Abstract Myc-driven Medulloblastoma remains a major therapeutic challenge due to frequent metastasis and a poor 5-year survival rate. Myc overexpression results in transcriptional dysregulation, proliferation, and survival of malignant cells. To identify therapeutic targets in Myc-amplified medulloblastoma we performed a CRISPR-Cas9 essentiality screen targeting 1140 genes annotated as the druggable genome. The cyclin-dependent kinase, CDK7, was identified as a top candidate. CDK7 phosphorylates the c-terminal domain of RNA Pol II facilitating transcriptional initiation and elongation. We subjected Myc-amplified cells treated with CDK7 inhibitors to whole transcriptomic analysis. The resultant data revealed gene networks mediating DNA repair were functionally repressed.
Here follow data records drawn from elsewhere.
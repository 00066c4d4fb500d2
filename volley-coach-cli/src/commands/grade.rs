use anyhow::{ensure, Result};
use clap::Args;

use volley_coach::models::ScoreCombination;

use super::Session;
use crate::output::{print_combination, print_json};

#[derive(Args)]
pub struct GradeCommand {
    /// Frame score on 0-100
    score: f64,

    /// Sequence score on 0-100; blended with the frame score when given
    #[arg(short, long)]
    sequence: Option<f64>,

    /// Print the result as JSON
    #[arg(long)]
    json: bool,
}

fn check_range(name: &str, value: f64) -> Result<()> {
    ensure!(
        (0.0..=100.0).contains(&value),
        "{} must be between 0 and 100, got {}",
        name,
        value
    );
    Ok(())
}

impl GradeCommand {
    pub async fn execute(self, session: &Session) -> Result<()> {
        check_range("Score", self.score)?;
        let service = session.service(None)?;

        let combination = match self.sequence {
            Some(sequence) => {
                check_range("Sequence score", sequence)?;
                service.combine_scores(self.score, sequence)
            }
            None => {
                let aggregator = service.aggregator();
                ScoreCombination {
                    frame_score: self.score,
                    sequence_score: 0.0,
                    combined_score: self.score as u32,
                    grade: aggregator.grade(self.score).into(),
                    level: aggregator.level(self.score),
                }
            }
        };

        if session.json(self.json) {
            print_json(&combination)
        } else {
            print_combination(&combination);
            Ok(())
        }
    }
}
/// Keypoint geometry shared by every scorer
///
/// - Joint angle at a vertex (dot-product formula with an epsilon guard)
/// - Paired-joint midpoints and mean heights/depths
/// - Visibility averaging

use statrs::statistics::Statistics;

use crate::errors::FrameError;
use crate::models::{Joint, LandmarkFrame, Point};

/// Guards the angle formula against near-zero-length vectors
pub const ANGLE_EPSILON: f64 = 1e-6;

/// Calculate the angle at `vertex` formed by `point_a` and `point_c`
///
/// # Returns
/// Angle in degrees on [0, 180]
pub fn joint_angle(point_a: Point, vertex: Point, point_c: Point) -> Result<f64, FrameError> {
    // Vectors from the vertex to the adjacent points
    let vec_a = (point_a.x - vertex.x, point_a.y - vertex.y);
    let vec_c = (point_c.x - vertex.x, point_c.y - vertex.y);

    let dot_product = vec_a.0 * vec_c.0 + vec_a.1 * vec_c.1;
    let mag_a = (vec_a.0 * vec_a.0 + vec_a.1 * vec_a.1).sqrt();
    let mag_c = (vec_c.0 * vec_c.0 + vec_c.1 * vec_c.1).sqrt();

    if !dot_product.is_finite() || !mag_a.is_finite() || !mag_c.is_finite() {
        return Err(FrameError::NonFinite("joint angle"));
    }
    if mag_a == 0.0 || mag_c == 0.0 {
        return Err(FrameError::DegenerateVector("joint angle"));
    }

    let cos_angle = dot_product / (mag_a * mag_c + ANGLE_EPSILON);
    Ok(cos_angle.clamp(-1.0, 1.0).acos().to_degrees())
}

/// Angle at joint `b` formed by joints `a` and `c` of a frame
pub fn landmark_angle(
    frame: &LandmarkFrame,
    a: Joint,
    b: Joint,
    c: Joint,
) -> Result<f64, FrameError> {
    joint_angle(
        frame.require(a)?.point(),
        frame.require(b)?.point(),
        frame.require(c)?.point(),
    )
}

/// Midpoint of two joints
pub fn joint_midpoint(frame: &LandmarkFrame, left: Joint, right: Joint) -> Result<Point, FrameError> {
    let point = Point::midpoint(frame.require(left)?.point(), frame.require(right)?.point());
    if !point.x.is_finite() || !point.y.is_finite() {
        return Err(FrameError::NonFinite("joint midpoint"));
    }
    Ok(point)
}

/// Mean vertical position of a left/right joint pair
pub fn mean_height(frame: &LandmarkFrame, left: Joint, right: Joint) -> Result<f64, FrameError> {
    Ok(joint_midpoint(frame, left, right)?.y)
}

/// Mean depth of a left/right joint pair
pub fn mean_depth(frame: &LandmarkFrame, left: Joint, right: Joint) -> Result<f64, FrameError> {
    let depth = (frame.require(left)?.z + frame.require(right)?.z) / 2.0;
    if !depth.is_finite() {
        return Err(FrameError::NonFinite("joint depth"));
    }
    Ok(depth)
}

/// Mean of a set of visibility values; `None` when empty
pub fn mean_visibility(values: &[f64]) -> Option<f64> {
    if values.is_empty() {
        None
    } else {
        Some(values.iter().mean())
    }
}

/// Mean visibility over `joints`, requiring all of them
pub fn required_mean_visibility(frame: &LandmarkFrame, joints: &[Joint]) -> Result<f64, FrameError> {
    let values = joints
        .iter()
        .map(|joint| frame.require(*joint).map(|lm| lm.visibility))
        .collect::<Result<Vec<_>, _>>()?;
    let mean = mean_visibility(&values).ok_or(FrameError::NonFinite("visibility"))?;
    if !mean.is_finite() {
        return Err(FrameError::NonFinite("visibility"));
    }
    Ok(mean)
}
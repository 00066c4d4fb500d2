use tracing::debug;

use crate::config::AdaptiveConfig;
use crate::errors::FrameError;
use crate::models::{Joint, LandmarkFrame, Standards};
use crate::services::keypoint_processor::joint_midpoint;

/// Scale returned when the body cannot be measured
pub const NEUTRAL_BODY_SCALE: f64 = 1.0;

/// Shoulder-to-ankle span misses the head segment
const HEAD_COMPENSATION: f64 = 1.15;

/// Which range table a scale factor selects
#[derive(Debug, Clone, Copy, PartialEq, Eq)]
pub enum BodyBucket {
    Short,
    Reference,
    Tall,
}

/// Service deriving per-frame threshold ranges from the estimated body scale
#[derive(Debug, Clone)]
pub struct AdaptiveStandardsService {
    base: Standards,
    adaptive: AdaptiveConfig,
}

impl AdaptiveStandardsService {
    /// Create a new AdaptiveStandardsService
    pub fn new(base: Standards, adaptive: AdaptiveConfig) -> Self {
        Self { base, adaptive }
    }

    /// Normalized body scale, or 1.0 when it cannot be measured
    pub fn body_scale(&self, frame: &LandmarkFrame) -> f64 {
        match measure_body_scale(frame) {
            Ok(scale) => scale,
            Err(err) => {
                debug!("Body scale unavailable ({}), using neutral scale", err);
                NEUTRAL_BODY_SCALE
            }
        }
    }

    /// Bucket a scale falls into; factors equal to a boundary stay in the reference bucket
    pub fn bucket(&self, scale: f64) -> BodyBucket {
        let factor = scale / self.adaptive.reference_scale;
        if factor > self.adaptive.tall_factor {
            BodyBucket::Tall
        } else if factor < self.adaptive.short_factor {
            BodyBucket::Short
        } else {
            BodyBucket::Reference
        }
    }

    /// Threshold table for a given body scale
    pub fn standards_for_scale(&self, scale: f64) -> Standards {
        let mut standards = self.base;
        match self.bucket(scale) {
            BodyBucket::Tall => {
                standards.arm_angle = self.adaptive.tall_arm_angle;
                standards.knee_angle = self.adaptive.tall_knee_angle;
            }
            BodyBucket::Short => {
                standards.arm_angle = self.adaptive.short_arm_angle;
                standards.knee_angle = self.adaptive.short_knee_angle;
            }
            BodyBucket::Reference => {}
        }
        standards
    }

    /// Body scale and the standards derived from it
    pub fn standards_for_frame(&self, frame: &LandmarkFrame) -> (f64, Standards) {
        let scale = self.body_scale(frame);
        (scale, self.standards_for_scale(scale))
    }
}

/// Average of the head-to-ankle span and the compensated shoulder-to-ankle span
fn measure_body_scale(frame: &LandmarkFrame) -> Result<f64, FrameError> {
    let nose = frame.require(Joint::Nose)?.y;
    let shoulders = joint_midpoint(frame, Joint::LeftShoulder, Joint::RightShoulder)?.y;
    let ankles = joint_midpoint(frame, Joint::LeftAnkle, Joint::RightAnkle)?.y;

    let head_to_ankle = (ankles - nose).abs();
    let shoulder_to_ankle = (ankles - shoulders).abs() * HEAD_COMPENSATION;
    let scale = (head_to_ankle + shoulder_to_ankle) / 2.0;

    if !scale.is_finite() {
        return Err(FrameError::NonFinite("body scale"));
    }
    if scale <= 0.0 {
        return Err(FrameError::DegenerateVector("body scale"));
    }
    Ok(scale)
}
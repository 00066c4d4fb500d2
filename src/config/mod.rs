pub mod app;
pub mod scoring;

pub use app::AppConfig;
pub use scoring::{
    AdaptiveConfig, CombinationWeights, GradeThresholds, LevelThresholds, ScoringConfig,
    ScoringProfile, SequenceWeights, StrictTemplate,
};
Consistent with this data, ChIP-sequencing showed the most significant reduction in RNA Pol II and Myc promoter occupancy within a subset of DNA repair genes including BRCA2 and RAD51 but not across the whole genome. These data suggest that inhibition of CDK7 mechanistically limits Myc driven transcriptional processivity of DNA repair networks. Further, evaluation of genes mediating DNA repair show a muted response to DNA damage and increased cell death with CDK7 inhibition. We next evaluated Myc-amplified MB cell response to ionizing radiation in vitro and in vivo with CDK7 inhibition. Inhibition of CDK7 enhanced radiation sensitivity of Myc MB cells by potentiating DNA damage. Further, cotreatment produced decreased MRI T2 tumor volumes and enhanced survival benefit in orthotopic PDX xenografted mice compared to radiation alone. Our studies establish a mechanism for selective inhibition of Myc-driven MB by CDK7 inhibition combined with radiation as a viable therapeutic strategy for Myc-amplified medulloblastoma.